Working data:
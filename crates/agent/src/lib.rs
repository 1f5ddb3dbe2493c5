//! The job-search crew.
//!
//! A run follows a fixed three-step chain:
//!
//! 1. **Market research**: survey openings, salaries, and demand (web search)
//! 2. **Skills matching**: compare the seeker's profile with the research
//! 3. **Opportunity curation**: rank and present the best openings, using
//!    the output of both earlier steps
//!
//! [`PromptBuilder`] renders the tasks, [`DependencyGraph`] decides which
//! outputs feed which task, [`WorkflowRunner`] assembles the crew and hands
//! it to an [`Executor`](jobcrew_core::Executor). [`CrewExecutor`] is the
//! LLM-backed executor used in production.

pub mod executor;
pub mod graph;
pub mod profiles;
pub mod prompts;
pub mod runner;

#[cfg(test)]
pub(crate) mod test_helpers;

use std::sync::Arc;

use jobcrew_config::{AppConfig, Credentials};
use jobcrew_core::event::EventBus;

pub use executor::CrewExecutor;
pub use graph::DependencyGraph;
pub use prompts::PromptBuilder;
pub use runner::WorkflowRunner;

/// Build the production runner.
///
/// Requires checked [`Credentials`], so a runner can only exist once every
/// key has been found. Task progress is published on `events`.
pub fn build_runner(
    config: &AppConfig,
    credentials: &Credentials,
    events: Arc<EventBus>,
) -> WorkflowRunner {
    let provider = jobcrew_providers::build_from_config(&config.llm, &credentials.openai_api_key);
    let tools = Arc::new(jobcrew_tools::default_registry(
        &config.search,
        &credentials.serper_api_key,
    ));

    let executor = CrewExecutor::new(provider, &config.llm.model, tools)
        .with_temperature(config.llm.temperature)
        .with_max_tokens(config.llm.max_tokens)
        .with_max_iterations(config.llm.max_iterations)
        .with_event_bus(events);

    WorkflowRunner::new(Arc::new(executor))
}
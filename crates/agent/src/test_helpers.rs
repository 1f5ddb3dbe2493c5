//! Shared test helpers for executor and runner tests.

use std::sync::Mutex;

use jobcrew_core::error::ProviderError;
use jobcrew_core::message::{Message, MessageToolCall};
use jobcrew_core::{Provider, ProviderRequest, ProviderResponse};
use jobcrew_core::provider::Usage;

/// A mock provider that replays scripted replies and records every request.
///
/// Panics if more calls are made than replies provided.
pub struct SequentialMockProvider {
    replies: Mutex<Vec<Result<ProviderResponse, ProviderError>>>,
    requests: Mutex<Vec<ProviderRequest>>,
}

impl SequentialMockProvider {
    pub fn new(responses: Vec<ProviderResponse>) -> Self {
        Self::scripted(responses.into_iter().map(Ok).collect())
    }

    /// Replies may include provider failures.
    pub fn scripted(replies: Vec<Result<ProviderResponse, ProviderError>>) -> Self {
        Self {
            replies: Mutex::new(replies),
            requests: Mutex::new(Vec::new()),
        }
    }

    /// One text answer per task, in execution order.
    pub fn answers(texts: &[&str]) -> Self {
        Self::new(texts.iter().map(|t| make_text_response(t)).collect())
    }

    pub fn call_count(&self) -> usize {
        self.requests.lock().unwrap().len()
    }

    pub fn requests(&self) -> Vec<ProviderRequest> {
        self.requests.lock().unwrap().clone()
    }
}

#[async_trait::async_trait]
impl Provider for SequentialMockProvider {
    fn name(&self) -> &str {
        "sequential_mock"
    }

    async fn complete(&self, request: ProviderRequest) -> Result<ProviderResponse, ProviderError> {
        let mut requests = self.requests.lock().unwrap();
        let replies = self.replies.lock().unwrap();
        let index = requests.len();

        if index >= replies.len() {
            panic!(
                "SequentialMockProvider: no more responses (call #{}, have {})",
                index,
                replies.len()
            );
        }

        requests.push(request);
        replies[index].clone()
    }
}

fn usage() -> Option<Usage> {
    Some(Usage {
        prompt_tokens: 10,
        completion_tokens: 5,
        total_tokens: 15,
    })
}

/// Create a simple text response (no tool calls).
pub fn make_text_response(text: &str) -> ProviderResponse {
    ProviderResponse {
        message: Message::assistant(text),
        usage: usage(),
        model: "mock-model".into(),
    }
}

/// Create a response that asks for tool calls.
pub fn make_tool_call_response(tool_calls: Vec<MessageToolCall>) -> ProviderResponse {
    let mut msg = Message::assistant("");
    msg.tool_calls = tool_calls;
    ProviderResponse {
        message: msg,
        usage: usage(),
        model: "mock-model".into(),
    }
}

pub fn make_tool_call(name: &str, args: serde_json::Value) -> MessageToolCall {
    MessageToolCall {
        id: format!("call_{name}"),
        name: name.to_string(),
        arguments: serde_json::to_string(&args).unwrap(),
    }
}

Task details:
State how many lines of the entries include the word "prompts", giving that number by itself.

Answer:
2